We have had so many people reach out with their own stories, struggles and needs. We live in a country that has amazing health care…BUT…it also is a flawed system. And illness impacts so many facets of life, interrupts the flow of finances for many, and often the medications that are required aren’t covered by benefits. This leaves a void, or an opening for the Village to step in to support and help where we can.
Journaling for me has been so therapeutic. It has helped me to let go when I am ready to let go, embrace when it is time to embrace, and feel fully the impact of my thoughts. You see, the truth that so many people seem to miss is that happiness doesn’t start with education, a new car, a relationship, or anything shiny and new – It starts with our thoughts and what we tell ourselves every day. I have realized that I am not okay with the thoughts that I have been telling myself the last several months. I have been carrying this stress for so long, shouldering this worry, feeling scrutinized and allowing it to impact the flow of our family and our decisions.
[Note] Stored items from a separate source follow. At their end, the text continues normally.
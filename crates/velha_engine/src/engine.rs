//! State transitions for tic-tac-toe.
//!
//! Every function here is pure: it takes a [`GameState`] by reference and
//! returns a new one. A shell keeps the current state and replaces it with
//! whatever the engine hands back.

use crate::error::MoveError;
use crate::invariants::{Invariant, InvariantSet, MonotonicBoard, StateInvariants, Transition};
use crate::position::Position;
use crate::rules::{is_full, winning_line};
use crate::types::{Board, Cell, GameState, Outcome};
use serde::{Deserialize, Serialize};
use tracing::{debug, instrument};

/// User intent fed to [`reduce`].
#[derive(Debug, Clone, Copy, PartialEq, Eq, Hash, Serialize, Deserialize)]
pub enum Action {
    /// Select the cell at this index (0-8).
    Select(usize),
    /// Start a new game.
    Reset,
}

/// Evaluates the board.
///
/// Returns `Win` for the first completed line, `Draw` for a full board
/// without one, `InProgress` otherwise.
#[instrument(skip(board))]
pub fn evaluate(board: &Board) -> Outcome {
    if let Some((player, _)) = winning_line(board) {
        Outcome::Win(player)
    } else if is_full(board) {
        Outcome::Draw
    } else {
        Outcome::InProgress
    }
}

/// Places the current player's mark at `index`, reporting why a move is
/// rejected.
///
/// # Errors
///
/// - [`MoveError::GameOver`] once the outcome is terminal
/// - [`MoveError::OutOfBounds`] if `index` is not in 0-8
/// - [`MoveError::CellOccupied`] if the cell already holds a mark
#[instrument(skip(state), fields(player = %state.current_player()))]
pub fn try_apply_move(state: &GameState, index: usize) -> Result<GameState, MoveError> {
    if state.outcome().is_terminal() {
        return Err(MoveError::GameOver(state.outcome()));
    }
    let pos = Position::from_index(index).ok_or(MoveError::OutOfBounds(index))?;
    if !state.board().is_empty(pos) {
        return Err(MoveError::CellOccupied(pos));
    }

    let player = state.current_player();
    let board = state.board().with(pos, Cell::Occupied(player));
    let outcome = evaluate(&board);
    let next_player = if outcome.is_terminal() {
        player
    } else {
        player.opponent()
    };
    let next = GameState::from_parts(board, next_player, outcome);

    debug_assert!(
        StateInvariants::check_all(&next).is_ok(),
        "state invariants violated after move at {index}"
    );
    debug_assert!(
        MonotonicBoard::holds(&Transition::new(*state, next)),
        "board changed more than one empty cell"
    );

    debug!(position = %pos, ?outcome, "Move applied");
    Ok(next)
}

/// Places the current player's mark at `index`.
///
/// Invalid moves (out of range, occupied cell, finished game) are stale
/// taps from the shell's point of view: the state comes back unchanged.
#[instrument(skip(state))]
pub fn apply_move(state: &GameState, index: usize) -> GameState {
    match try_apply_move(state, index) {
        Ok(next) => next,
        Err(e) => {
            debug!(error = %e, "Move rejected");
            *state
        }
    }
}

/// Returns the initial state: empty board, X to move, no outcome.
#[instrument]
pub fn reset() -> GameState {
    GameState::new()
}

/// Applies a user intent to the state.
#[instrument(skip(state))]
pub fn reduce(state: &GameState, action: Action) -> GameState {
    match action {
        Action::Select(index) => apply_move(state, index),
        Action::Reset => reset(),
    }
}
Today, I declare an end to that.
If the Haters loved me and my family before Leishmaniasis and don’t anymore, that is on them. I can’t control what others think, feel or say any more than I can tell the sun to shine. It isn’t my place to make other people comfortable or to placate the masses. My responsibility in all of this is to find wellness again, to do what it takes to get well, be well and stay well. And carrying around this stress of what other people think of me DOES NOT HELP ME HEAL!
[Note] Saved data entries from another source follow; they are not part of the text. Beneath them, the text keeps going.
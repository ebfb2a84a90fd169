// SPDX-License-Identifier: Apache-2.0

use netsetup::{ErrorKind, NetsetupError};

pub(crate) const DEFAULT_ERROR_CODE: i32 = 1;
pub(crate) const EX_USAGE: i32 = 64;
pub(crate) const EX_DATAERR: i32 = 65;

#[derive(Debug, Default)]
pub(crate) struct CliError {
    pub(crate) code: i32,
    pub(crate) error_msg: String,
}

impl From<&str> for CliError {
    fn from(msg: &str) -> Self {
        Self {
            code: DEFAULT_ERROR_CODE,
            error_msg: msg.into(),
        }
    }
}

impl From<String> for CliError {
    fn from(error_msg: String) -> Self {
        Self {
            code: DEFAULT_ERROR_CODE,
            error_msg,
        }
    }
}

impl std::fmt::Display for CliError {
    fn fmt(&self, f: &mut std::fmt::Formatter<'_>) -> std::fmt::Result {
        write!(f, "{}", self.error_msg)
    }
}

impl From<std::io::Error> for CliError {
    fn from(e: std::io::Error) -> Self {
        Self {
            code: DEFAULT_ERROR_CODE,
            error_msg: format!("std::io::Error: {e}"),
        }
    }
}

impl From<NetsetupError> for CliError {
    fn from(e: NetsetupError) -> Self {
        Self {
            code: if e.kind() == ErrorKind::InvalidArgument {
                EX_DATAERR
            } else {
                DEFAULT_ERROR_CODE
            },
            error_msg: format!("NetsetupError: {e}"),
        }
    }
}

impl From<serde_yaml::Error> for CliError {
    fn from(e: serde_yaml::Error) -> Self {
        Self {
            code: EX_DATAERR,
            error_msg: format!("serde_yaml::Error: {e}"),
        }
    }
}

impl From<clap::Error> for CliError {
    fn from(e: clap::Error) -> Self {
        Self {
            code: EX_USAGE,
            error_msg: format!("clap::Error {e}"),
        }
    }
}

impl From<serde_json::Error> for CliError {
    fn from(e: serde_json::Error) -> Self {
        Self {
            code: EX_DATAERR,
            error_msg: format!("serde_json::Error {e}"),
        }
    }
}

impl From<uuid::Error> for CliError {
    fn from(e: uuid::Error) -> Self {
        Self {
            code: EX_USAGE,
            error_msg: format!("Invalid UUID: {e}"),
        }
    }
}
I spent a lot of years finding a way to articulate a mission statement for my life. Over ten years ago, it found me – “to inspire authentic expression of Soul in myself and others.” Truthfully, I cannot live to my own mission statement if I am not living authentically.
So, today I am letting it go. Right here. Right now.
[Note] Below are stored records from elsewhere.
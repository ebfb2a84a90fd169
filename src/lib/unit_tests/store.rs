// SPDX-License-Identifier: Apache-2.0

use uuid::Uuid;

use crate::{
    unit_tests::testlib::{new_nic, with_network},
    ClusterNetwork, ErrorKind, Inventory, TopologySnapshot, TopologyStore,
};

const HOST_ID: &str = "6f1c8f6e-0c1f-4d3c-9a55-4d0c3c1f6a11";
const CLUSTER_ID: &str = "0b9e1f1a-7d52-4c54-8f41-0b6f3a5f2e22";

fn new_test_inventory() -> Inventory {
    Inventory::new_from_yaml(
        r#"---
hosts:
- id: 6f1c8f6e-0c1f-4d3c-9a55-4d0c3c1f6a11
  cluster: 0b9e1f1a-7d52-4c54-8f41-0b6f3a5f2e22
  interfaces:
  - name: eth0
    network-name: mgmt
  - name: eth1
clusters:
- id: 0b9e1f1a-7d52-4c54-8f41-0b6f3a5f2e22
  networks:
  - name: mgmt
    mtu: 1500
  - name: vm
    stp: true
    vm-network: false
"#,
    )
    .unwrap()
}

#[test]
fn test_inventory_lookup() {
    let inventory = new_test_inventory();
    let host_id: Uuid = HOST_ID.parse().unwrap();
    let cluster_id: Uuid = CLUSTER_ID.parse().unwrap();

    assert_eq!(inventory.cluster_of(&host_id).unwrap(), cluster_id);
    let ifaces = inventory.host_interfaces(&host_id).unwrap();
    assert_eq!(ifaces.len(), 2);
    assert_eq!(ifaces[0], with_network(new_nic("eth0"), "mgmt"));

    let networks = inventory.cluster_networks(&cluster_id).unwrap();
    assert_eq!(networks[0].mtu, Some(1500));
    assert!(networks[0].vm_network);
    assert!(networks[1].stp);
    assert!(!networks[1].vm_network);
}

#[test]
fn test_inventory_unknown_host() {
    let inventory = new_test_inventory();
    let result = inventory.host_interfaces(&Uuid::new_v4());
    assert!(result.is_err());
    if let Err(e) = result {
        assert_eq!(e.kind(), ErrorKind::LookupFailure);
    }
    assert!(inventory.cluster_of(&Uuid::new_v4()).is_err());
}

#[test]
fn test_inventory_add_host_replaces() {
    let mut inventory = new_test_inventory();
    let host_id: Uuid = HOST_ID.parse().unwrap();
    let cluster_id: Uuid = CLUSTER_ID.parse().unwrap();

    inventory.add_host(host_id, cluster_id, vec![new_nic("eth5")]);

    assert_eq!(inventory.hosts.len(), 1);
    assert_eq!(
        inventory.host_interfaces(&host_id).unwrap(),
        vec![new_nic("eth5")]
    );
}

#[test]
fn test_inventory_from_json() {
    let inventory = Inventory::new_from_json(
        r#"{
  "clusters": [
    {"id": "0b9e1f1a-7d52-4c54-8f41-0b6f3a5f2e22",
     "networks": [{"name": "mgmt", "vlan-id": 10}]}
  ]
}"#,
    )
    .unwrap();
    let cluster_id: Uuid = CLUSTER_ID.parse().unwrap();

    let networks = inventory.cluster_networks(&cluster_id).unwrap();

    assert_eq!(networks[0].vlan_id, Some(10));
    assert!(inventory.hosts.is_empty());
}

#[test]
fn test_snapshot_fetch() {
    let inventory = new_test_inventory();
    let host_id: Uuid = HOST_ID.parse().unwrap();
    let cluster_id: Uuid = CLUSTER_ID.parse().unwrap();

    let snapshot =
        TopologySnapshot::fetch(&inventory, &host_id, &cluster_id).unwrap();

    assert!(snapshot.has_iface("eth1"));
    assert!(snapshot.get_network("vm").is_some());
    assert!(snapshot.is_iface_changed(&new_nic("eth0")));
    assert!(!snapshot.is_iface_changed(&new_nic("eth1")));
    assert!(snapshot.is_iface_changed(&new_nic("eth2")));
}

#[test]
fn test_snapshot_later_duplicate_wins() {
    let snapshot = TopologySnapshot::new(
        vec![new_nic("eth0"), with_network(new_nic("eth0"), "mgmt")],
        vec![ClusterNetwork::new("mgmt")],
    );

    assert_eq!(snapshot.ifaces().len(), 1);
    assert_eq!(
        snapshot.get_iface("eth0").and_then(|i| i.network_name()),
        Some("mgmt")
    );
}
Some might not agree with our choices and decisions as a family, but that is none of my business. From now on, we go on with our lives – we goal-set, plan, prepare and execute life based upon what we feel, know and believe to be in both of our and our families best interest.
How do I just let it go? That is the question isn’t it? For months I have pondered and struggled to find forgiveness of the Haters. I believe forgiveness is a gift. And it is a gift I have chosen to give myself, to release this stress, to release the confusion, to release the hate of the Haters. Ironic, isn’t it? That through all of this, I have been emulating exactly what was being projected onto me? Which brings me to this precipice of FORGIVENESS:
I thank them for challenging me to look deep inside myself to intentionally understand the functionality of our decision making within our household. I thank them for generating an opportunity for Tim and I to have deep and meaningful discussions and come together in solidarity. I thank them for being an example of duality. I do not think that they were right. I do not think that they were wrong. I think that our family has been blessed so greatly from the generosity of our Village and that regardless of what anyone thinks, I feel that I am a better, more authentic version of myself having lived through this experience. And this feeling of gratitude leaves only room for forgiveness and love. I forgive them. I release them. Please know, that IF ever a day comes, where darkness and suffering descend upon them or their families, that I will be assisting the Village to help in any way I can.
The haters don’t get to take up space in my brain anymore.
Hate if you must, but I pray that your Village loves it out of you.
Because, let’s be honest, Love is the only thing we take with us when we leave this life and Love is the most important thing that we leave behind.